• **BRIEF**
Could you restate word for word every line of the records below, from the first one to the one holding "precedence survives the"?

• **GIVEN ENTRIES**
☆ ☆ ☆ ☆ ☆
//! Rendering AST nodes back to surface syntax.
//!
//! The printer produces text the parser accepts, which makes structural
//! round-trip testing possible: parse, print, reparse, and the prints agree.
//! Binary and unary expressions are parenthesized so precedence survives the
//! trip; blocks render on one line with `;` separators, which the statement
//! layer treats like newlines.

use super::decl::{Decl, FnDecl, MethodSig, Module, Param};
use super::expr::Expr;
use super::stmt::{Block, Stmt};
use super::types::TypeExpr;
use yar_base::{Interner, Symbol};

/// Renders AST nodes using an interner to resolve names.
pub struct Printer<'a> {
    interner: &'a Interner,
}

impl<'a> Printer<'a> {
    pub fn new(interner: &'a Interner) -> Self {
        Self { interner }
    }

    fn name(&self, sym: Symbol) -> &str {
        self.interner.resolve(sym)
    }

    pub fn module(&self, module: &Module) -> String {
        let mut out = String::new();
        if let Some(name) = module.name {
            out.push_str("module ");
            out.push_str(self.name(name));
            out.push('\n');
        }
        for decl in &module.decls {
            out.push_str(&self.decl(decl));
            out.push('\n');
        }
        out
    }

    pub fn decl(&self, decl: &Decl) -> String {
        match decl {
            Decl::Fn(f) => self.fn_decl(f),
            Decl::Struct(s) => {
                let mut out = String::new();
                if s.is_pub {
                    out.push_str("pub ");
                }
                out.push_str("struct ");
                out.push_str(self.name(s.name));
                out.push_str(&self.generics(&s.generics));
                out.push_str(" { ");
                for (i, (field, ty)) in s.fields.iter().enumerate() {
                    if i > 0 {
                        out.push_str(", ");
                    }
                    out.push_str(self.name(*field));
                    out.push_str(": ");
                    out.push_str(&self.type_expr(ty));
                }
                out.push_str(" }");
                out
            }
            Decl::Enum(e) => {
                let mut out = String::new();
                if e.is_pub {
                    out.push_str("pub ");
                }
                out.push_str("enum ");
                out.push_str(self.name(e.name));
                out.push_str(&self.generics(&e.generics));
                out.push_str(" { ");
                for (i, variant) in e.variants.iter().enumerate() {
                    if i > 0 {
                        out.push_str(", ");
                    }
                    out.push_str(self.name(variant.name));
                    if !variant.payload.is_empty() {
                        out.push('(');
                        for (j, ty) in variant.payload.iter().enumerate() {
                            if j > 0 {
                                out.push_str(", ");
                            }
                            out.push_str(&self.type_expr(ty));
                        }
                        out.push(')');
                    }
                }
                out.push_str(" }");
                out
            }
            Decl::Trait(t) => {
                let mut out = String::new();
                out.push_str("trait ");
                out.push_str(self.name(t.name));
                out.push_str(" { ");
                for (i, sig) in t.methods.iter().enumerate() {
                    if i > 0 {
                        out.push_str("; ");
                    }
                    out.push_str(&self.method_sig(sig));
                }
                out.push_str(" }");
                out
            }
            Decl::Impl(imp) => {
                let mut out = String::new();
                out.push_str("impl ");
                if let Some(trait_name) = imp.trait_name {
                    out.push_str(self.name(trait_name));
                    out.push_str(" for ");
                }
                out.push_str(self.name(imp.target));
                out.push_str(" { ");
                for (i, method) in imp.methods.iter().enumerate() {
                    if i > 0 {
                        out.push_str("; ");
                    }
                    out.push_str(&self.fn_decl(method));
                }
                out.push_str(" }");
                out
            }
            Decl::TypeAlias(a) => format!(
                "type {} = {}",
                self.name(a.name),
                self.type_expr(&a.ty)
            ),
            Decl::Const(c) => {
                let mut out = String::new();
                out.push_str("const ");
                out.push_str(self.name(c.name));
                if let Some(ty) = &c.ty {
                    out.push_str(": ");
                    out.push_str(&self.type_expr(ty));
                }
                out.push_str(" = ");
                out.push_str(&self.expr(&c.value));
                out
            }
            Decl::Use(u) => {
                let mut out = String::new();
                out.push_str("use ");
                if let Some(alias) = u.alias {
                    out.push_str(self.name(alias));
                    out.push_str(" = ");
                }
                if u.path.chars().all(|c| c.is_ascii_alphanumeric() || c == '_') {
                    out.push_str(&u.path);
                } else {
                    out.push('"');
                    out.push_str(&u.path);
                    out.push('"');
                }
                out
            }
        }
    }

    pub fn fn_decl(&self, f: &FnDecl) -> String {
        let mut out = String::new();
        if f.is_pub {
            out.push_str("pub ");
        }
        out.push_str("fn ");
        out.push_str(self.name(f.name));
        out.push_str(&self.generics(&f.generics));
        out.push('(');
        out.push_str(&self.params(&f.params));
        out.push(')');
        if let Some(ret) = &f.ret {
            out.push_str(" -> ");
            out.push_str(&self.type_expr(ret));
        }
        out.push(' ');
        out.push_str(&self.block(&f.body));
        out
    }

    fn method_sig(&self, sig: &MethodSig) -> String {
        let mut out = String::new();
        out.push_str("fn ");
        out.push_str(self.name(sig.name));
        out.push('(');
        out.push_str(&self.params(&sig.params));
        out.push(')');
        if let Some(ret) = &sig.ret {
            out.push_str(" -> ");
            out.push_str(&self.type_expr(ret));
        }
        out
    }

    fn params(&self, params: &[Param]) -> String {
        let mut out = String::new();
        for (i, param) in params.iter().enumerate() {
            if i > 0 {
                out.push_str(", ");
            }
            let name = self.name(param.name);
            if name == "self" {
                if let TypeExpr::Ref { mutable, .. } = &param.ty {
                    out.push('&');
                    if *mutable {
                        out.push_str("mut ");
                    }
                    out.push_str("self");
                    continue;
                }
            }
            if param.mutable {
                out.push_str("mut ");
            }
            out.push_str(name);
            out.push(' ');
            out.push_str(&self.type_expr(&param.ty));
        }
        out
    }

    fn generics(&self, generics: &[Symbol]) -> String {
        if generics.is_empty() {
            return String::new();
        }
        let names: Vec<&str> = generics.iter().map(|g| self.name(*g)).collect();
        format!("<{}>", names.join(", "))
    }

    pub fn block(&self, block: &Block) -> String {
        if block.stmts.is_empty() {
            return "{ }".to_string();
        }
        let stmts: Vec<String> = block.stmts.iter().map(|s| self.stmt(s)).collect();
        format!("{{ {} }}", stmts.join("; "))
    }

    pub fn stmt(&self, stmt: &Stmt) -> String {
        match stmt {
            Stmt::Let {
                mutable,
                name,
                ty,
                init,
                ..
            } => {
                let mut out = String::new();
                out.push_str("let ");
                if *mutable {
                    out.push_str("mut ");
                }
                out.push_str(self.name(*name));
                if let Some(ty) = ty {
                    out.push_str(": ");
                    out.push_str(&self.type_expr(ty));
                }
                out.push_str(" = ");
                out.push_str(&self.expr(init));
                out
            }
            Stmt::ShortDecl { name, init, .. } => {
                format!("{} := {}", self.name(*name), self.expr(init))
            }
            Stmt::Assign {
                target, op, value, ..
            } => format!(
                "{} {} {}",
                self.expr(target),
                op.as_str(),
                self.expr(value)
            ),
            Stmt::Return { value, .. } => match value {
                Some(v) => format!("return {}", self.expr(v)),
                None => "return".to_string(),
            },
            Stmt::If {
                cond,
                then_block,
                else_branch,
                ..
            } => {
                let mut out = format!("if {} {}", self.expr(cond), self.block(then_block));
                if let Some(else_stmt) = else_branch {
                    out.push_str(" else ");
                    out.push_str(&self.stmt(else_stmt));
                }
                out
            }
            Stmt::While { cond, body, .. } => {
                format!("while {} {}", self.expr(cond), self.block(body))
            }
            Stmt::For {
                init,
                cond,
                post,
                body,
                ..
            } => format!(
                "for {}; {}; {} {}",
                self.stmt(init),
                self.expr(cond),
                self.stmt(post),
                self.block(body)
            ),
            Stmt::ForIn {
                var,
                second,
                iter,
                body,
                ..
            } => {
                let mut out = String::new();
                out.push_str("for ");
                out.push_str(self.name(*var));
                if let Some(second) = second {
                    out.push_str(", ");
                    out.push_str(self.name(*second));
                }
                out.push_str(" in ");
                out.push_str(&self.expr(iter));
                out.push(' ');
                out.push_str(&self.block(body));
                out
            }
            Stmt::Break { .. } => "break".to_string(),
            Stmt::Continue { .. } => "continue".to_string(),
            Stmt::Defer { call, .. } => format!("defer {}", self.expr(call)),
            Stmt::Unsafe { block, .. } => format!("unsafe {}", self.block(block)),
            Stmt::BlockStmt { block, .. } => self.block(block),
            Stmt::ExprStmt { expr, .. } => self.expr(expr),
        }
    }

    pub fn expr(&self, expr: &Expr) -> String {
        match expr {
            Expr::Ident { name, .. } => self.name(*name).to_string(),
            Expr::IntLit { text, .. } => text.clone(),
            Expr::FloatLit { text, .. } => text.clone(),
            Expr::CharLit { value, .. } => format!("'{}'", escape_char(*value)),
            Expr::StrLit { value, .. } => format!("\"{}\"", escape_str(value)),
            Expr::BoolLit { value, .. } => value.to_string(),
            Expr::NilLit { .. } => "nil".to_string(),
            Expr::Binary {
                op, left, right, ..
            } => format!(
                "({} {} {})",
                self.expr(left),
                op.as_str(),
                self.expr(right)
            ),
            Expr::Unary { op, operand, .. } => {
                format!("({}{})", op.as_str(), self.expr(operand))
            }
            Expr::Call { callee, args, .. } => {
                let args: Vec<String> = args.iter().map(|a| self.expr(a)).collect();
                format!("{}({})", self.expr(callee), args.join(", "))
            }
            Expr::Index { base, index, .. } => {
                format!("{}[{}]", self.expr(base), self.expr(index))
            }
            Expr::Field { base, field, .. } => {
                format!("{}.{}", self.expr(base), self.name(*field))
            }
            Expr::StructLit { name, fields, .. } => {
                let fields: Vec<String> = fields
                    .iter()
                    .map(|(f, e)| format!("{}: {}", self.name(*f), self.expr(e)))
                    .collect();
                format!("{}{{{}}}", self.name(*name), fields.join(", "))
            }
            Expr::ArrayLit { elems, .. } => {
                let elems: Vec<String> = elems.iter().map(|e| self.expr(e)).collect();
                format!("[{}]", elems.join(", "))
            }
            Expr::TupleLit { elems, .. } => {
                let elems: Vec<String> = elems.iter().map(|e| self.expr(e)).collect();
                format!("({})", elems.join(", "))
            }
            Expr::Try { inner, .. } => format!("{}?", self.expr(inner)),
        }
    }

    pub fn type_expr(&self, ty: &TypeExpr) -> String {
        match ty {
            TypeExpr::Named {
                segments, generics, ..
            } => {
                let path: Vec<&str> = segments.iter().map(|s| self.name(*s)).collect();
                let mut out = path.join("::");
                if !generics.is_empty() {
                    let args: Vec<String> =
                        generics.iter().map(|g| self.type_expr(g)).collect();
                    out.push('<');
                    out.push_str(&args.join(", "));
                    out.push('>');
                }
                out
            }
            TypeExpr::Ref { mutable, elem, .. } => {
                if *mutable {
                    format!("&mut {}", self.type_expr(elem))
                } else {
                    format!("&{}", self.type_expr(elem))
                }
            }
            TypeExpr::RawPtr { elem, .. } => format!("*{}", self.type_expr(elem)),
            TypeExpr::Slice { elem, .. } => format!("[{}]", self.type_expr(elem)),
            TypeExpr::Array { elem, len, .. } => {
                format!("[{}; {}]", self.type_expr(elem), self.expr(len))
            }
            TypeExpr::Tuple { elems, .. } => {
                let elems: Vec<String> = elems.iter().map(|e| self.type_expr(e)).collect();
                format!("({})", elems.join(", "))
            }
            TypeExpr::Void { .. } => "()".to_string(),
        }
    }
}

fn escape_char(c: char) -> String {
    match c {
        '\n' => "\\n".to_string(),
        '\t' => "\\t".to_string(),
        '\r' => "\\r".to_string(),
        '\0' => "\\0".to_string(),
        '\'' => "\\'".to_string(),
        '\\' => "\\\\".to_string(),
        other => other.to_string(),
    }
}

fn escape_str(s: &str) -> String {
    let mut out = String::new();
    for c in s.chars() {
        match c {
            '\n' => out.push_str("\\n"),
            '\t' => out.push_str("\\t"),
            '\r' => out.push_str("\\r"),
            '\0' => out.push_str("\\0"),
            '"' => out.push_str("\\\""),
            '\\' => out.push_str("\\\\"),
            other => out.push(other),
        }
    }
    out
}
☆ ☆ ☆ ☆ ☆
• **EXERCISE RESULT**
//! Rendering AST nodes back to surface syntax.
//!
//! The printer produces text the parser accepts, which makes structural
//! round-trip testing possible: parse, print, reparse, and the prints agree.
//! Binary and unary expressions are parenthesized so precedence survives the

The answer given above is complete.